◆ Task item:
Could you filter the data below down to the lines that hold the word "closed"?

◆ Data to examine:
============================================================
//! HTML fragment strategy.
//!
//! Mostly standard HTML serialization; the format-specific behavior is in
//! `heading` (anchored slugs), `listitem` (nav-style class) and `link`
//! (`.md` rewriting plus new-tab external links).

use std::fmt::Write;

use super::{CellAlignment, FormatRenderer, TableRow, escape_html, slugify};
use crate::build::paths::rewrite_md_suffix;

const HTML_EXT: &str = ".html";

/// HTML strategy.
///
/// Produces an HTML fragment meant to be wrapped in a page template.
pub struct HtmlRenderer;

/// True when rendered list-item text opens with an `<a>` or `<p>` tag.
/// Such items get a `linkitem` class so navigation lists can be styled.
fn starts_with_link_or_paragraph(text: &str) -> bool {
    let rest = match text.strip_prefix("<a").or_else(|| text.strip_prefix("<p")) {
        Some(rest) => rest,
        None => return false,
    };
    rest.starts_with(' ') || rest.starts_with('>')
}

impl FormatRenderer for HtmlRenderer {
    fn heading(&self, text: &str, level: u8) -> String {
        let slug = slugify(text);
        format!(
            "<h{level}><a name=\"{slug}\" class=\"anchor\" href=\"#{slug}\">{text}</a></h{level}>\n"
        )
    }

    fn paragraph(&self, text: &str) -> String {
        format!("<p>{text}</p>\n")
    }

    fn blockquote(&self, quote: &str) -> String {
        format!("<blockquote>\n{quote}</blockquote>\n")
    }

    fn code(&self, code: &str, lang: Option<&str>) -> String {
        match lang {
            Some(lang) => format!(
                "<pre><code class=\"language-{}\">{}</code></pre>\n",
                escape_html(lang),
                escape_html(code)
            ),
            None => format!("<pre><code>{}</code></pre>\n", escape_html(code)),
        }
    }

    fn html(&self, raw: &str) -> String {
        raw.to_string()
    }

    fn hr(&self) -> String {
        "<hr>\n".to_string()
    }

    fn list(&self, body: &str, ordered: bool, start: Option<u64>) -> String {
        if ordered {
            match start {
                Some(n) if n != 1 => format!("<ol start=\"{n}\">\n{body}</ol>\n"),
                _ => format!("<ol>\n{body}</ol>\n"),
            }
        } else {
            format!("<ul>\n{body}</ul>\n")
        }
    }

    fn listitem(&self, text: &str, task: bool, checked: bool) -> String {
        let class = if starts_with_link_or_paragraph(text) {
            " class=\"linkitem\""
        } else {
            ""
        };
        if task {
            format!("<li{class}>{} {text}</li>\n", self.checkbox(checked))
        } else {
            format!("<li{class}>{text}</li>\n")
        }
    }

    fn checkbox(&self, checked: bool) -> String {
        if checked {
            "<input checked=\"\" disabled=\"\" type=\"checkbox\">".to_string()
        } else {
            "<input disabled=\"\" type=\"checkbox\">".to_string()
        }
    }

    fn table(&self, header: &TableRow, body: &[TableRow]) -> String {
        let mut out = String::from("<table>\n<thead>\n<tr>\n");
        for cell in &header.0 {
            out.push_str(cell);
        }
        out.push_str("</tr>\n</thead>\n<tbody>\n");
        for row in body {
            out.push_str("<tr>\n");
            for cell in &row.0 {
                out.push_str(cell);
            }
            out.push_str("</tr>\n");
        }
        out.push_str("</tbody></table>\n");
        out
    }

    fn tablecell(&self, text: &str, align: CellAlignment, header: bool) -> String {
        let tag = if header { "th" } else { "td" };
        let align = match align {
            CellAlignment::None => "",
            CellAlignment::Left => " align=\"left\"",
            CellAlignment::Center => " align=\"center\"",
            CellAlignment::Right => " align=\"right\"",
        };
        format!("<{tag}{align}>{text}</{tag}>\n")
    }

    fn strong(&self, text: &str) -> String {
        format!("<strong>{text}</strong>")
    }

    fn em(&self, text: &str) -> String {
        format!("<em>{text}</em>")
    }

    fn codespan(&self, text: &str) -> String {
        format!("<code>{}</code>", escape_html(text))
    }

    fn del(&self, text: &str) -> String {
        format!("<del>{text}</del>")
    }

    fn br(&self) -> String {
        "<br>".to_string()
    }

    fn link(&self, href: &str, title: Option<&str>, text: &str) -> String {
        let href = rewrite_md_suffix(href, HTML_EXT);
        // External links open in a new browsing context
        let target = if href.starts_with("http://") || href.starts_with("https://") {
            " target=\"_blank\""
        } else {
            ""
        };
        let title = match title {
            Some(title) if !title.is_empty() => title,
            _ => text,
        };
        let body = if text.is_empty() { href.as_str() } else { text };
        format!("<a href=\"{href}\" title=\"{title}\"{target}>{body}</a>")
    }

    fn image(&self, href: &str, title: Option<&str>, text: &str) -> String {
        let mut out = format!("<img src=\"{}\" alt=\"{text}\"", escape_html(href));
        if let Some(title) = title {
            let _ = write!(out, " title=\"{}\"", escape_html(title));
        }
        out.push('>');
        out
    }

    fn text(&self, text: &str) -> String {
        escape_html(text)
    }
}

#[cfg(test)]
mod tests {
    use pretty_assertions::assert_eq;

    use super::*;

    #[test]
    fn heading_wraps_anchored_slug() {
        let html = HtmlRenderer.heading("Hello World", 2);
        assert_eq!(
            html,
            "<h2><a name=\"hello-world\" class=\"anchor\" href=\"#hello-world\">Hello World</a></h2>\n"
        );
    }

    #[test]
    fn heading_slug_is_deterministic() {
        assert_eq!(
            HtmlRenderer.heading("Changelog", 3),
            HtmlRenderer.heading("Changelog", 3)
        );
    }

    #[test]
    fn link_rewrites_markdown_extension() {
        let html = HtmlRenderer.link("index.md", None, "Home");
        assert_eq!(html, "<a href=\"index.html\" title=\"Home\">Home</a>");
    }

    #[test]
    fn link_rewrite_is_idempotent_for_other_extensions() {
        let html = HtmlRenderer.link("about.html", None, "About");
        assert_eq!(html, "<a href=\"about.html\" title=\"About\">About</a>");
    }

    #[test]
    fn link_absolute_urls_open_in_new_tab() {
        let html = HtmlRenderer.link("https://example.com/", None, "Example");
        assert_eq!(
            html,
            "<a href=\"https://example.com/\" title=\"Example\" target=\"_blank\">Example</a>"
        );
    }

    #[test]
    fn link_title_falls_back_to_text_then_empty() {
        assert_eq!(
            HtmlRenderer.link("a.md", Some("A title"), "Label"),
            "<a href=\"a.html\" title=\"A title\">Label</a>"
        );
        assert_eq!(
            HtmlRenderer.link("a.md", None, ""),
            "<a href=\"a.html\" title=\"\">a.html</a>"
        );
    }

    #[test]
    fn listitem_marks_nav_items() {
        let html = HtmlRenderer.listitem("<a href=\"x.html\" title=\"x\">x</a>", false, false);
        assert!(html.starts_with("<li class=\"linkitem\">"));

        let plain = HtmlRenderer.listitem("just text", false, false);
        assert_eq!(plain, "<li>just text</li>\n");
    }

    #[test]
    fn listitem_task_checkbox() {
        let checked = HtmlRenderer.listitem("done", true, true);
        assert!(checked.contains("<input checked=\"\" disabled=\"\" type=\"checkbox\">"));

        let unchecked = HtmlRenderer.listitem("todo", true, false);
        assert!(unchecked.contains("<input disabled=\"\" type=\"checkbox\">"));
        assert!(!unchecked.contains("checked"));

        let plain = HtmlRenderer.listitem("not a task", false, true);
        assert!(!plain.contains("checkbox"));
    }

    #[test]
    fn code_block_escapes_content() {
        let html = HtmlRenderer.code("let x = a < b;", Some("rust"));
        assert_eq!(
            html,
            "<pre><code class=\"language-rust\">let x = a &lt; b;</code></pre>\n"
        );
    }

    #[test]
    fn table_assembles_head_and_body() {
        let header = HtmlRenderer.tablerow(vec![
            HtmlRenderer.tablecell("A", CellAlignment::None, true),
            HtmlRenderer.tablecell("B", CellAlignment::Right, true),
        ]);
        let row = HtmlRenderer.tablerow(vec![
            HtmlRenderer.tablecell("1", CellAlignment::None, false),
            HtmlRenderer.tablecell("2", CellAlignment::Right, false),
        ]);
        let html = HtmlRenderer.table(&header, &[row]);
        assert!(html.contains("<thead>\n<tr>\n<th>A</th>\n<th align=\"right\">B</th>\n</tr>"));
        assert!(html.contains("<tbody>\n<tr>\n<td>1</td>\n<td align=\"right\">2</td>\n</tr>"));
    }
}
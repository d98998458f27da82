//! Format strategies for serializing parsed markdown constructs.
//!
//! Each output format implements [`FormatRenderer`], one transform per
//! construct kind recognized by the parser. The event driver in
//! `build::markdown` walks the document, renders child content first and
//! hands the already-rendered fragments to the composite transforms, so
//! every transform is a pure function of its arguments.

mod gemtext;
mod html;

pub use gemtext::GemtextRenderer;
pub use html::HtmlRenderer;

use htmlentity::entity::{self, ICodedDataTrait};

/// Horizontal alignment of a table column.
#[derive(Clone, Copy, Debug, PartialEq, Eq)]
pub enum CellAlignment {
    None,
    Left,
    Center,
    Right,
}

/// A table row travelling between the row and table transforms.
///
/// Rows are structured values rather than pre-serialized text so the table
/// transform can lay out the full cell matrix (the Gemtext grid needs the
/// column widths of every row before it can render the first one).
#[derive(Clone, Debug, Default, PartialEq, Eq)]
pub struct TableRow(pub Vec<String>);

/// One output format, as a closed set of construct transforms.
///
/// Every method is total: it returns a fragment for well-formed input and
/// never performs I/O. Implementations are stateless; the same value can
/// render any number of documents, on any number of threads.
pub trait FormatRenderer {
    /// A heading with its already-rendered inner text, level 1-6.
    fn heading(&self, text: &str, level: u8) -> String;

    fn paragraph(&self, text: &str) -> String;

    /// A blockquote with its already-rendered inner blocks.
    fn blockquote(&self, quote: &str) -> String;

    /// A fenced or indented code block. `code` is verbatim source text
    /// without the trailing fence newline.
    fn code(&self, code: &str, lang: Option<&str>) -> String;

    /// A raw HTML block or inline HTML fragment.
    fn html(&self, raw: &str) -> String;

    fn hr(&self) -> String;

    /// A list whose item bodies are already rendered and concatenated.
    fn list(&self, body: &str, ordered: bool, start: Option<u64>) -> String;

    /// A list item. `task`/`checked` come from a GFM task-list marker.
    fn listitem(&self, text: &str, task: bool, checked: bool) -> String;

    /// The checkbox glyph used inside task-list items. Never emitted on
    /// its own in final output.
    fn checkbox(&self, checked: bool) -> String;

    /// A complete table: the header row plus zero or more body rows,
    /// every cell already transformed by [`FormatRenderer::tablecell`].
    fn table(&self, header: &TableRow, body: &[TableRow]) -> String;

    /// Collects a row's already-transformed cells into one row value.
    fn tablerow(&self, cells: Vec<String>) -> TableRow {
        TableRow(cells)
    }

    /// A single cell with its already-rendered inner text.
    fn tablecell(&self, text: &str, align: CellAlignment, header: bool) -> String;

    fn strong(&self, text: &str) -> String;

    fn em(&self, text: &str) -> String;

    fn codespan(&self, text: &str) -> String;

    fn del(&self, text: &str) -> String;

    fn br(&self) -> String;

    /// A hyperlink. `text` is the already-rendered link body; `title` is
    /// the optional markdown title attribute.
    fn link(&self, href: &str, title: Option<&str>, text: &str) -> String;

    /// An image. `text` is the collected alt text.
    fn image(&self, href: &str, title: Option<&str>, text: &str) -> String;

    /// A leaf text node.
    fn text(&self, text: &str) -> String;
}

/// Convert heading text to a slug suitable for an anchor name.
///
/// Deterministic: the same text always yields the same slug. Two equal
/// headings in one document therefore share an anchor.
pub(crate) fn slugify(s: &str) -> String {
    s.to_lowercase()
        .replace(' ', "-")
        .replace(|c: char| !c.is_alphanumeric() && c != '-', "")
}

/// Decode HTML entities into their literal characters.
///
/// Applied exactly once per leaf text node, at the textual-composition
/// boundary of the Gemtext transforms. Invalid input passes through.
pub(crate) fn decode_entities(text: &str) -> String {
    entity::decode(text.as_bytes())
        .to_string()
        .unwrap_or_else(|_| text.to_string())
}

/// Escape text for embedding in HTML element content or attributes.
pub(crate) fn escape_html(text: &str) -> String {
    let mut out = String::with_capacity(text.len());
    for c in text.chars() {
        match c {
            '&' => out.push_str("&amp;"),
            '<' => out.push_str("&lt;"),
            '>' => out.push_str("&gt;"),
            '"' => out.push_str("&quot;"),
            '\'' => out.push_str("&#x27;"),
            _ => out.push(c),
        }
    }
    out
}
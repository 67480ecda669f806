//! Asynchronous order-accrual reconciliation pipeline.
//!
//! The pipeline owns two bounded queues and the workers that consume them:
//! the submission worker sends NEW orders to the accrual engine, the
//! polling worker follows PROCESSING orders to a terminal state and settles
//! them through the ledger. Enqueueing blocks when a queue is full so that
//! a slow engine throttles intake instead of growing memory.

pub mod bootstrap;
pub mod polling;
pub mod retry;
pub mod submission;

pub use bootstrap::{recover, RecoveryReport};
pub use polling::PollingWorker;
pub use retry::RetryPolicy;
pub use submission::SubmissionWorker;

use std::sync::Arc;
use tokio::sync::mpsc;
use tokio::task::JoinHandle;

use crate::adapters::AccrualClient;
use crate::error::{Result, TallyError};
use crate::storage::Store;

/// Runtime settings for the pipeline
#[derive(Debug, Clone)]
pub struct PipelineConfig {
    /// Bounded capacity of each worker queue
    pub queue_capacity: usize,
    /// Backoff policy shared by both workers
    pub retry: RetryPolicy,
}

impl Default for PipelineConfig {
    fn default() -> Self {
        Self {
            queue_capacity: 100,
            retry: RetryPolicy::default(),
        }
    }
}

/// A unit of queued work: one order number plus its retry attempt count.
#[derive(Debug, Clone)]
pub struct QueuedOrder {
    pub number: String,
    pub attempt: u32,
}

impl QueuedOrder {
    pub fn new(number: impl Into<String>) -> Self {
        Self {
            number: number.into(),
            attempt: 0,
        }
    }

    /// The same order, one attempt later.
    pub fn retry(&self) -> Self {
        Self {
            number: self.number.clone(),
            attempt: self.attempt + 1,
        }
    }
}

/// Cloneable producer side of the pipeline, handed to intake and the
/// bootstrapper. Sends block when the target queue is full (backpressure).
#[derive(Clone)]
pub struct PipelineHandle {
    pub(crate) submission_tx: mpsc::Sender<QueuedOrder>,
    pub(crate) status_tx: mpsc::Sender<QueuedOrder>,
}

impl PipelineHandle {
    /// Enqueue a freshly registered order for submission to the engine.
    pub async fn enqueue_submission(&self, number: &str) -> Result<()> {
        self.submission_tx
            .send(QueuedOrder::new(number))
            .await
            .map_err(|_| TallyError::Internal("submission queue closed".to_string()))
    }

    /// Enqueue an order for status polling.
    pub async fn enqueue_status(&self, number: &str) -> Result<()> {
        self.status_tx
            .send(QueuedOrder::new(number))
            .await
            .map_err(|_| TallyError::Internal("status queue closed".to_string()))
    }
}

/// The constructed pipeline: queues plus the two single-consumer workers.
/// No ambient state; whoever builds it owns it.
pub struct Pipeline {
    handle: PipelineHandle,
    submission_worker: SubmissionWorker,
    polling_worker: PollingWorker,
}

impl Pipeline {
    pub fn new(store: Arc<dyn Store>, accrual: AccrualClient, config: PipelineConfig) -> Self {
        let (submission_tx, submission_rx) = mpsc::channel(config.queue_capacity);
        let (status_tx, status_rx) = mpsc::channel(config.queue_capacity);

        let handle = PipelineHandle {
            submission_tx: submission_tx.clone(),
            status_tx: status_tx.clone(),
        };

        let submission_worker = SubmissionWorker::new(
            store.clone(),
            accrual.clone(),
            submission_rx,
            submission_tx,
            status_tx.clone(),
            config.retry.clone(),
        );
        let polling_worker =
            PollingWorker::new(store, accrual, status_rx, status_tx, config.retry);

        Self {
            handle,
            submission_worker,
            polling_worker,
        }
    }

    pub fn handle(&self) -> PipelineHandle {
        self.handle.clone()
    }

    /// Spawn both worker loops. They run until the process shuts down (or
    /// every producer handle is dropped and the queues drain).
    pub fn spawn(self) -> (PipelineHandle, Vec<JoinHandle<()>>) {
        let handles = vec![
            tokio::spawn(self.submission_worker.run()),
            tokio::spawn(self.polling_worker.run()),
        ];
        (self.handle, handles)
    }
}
============================================================
◆ Solution for this task:
/// One output format, as a closed set of construct transforms.
            .map_err(|_| TallyError::Internal("submission queue closed".to_string()))
            .map_err(|_| TallyError::Internal("status queue closed".to_string()))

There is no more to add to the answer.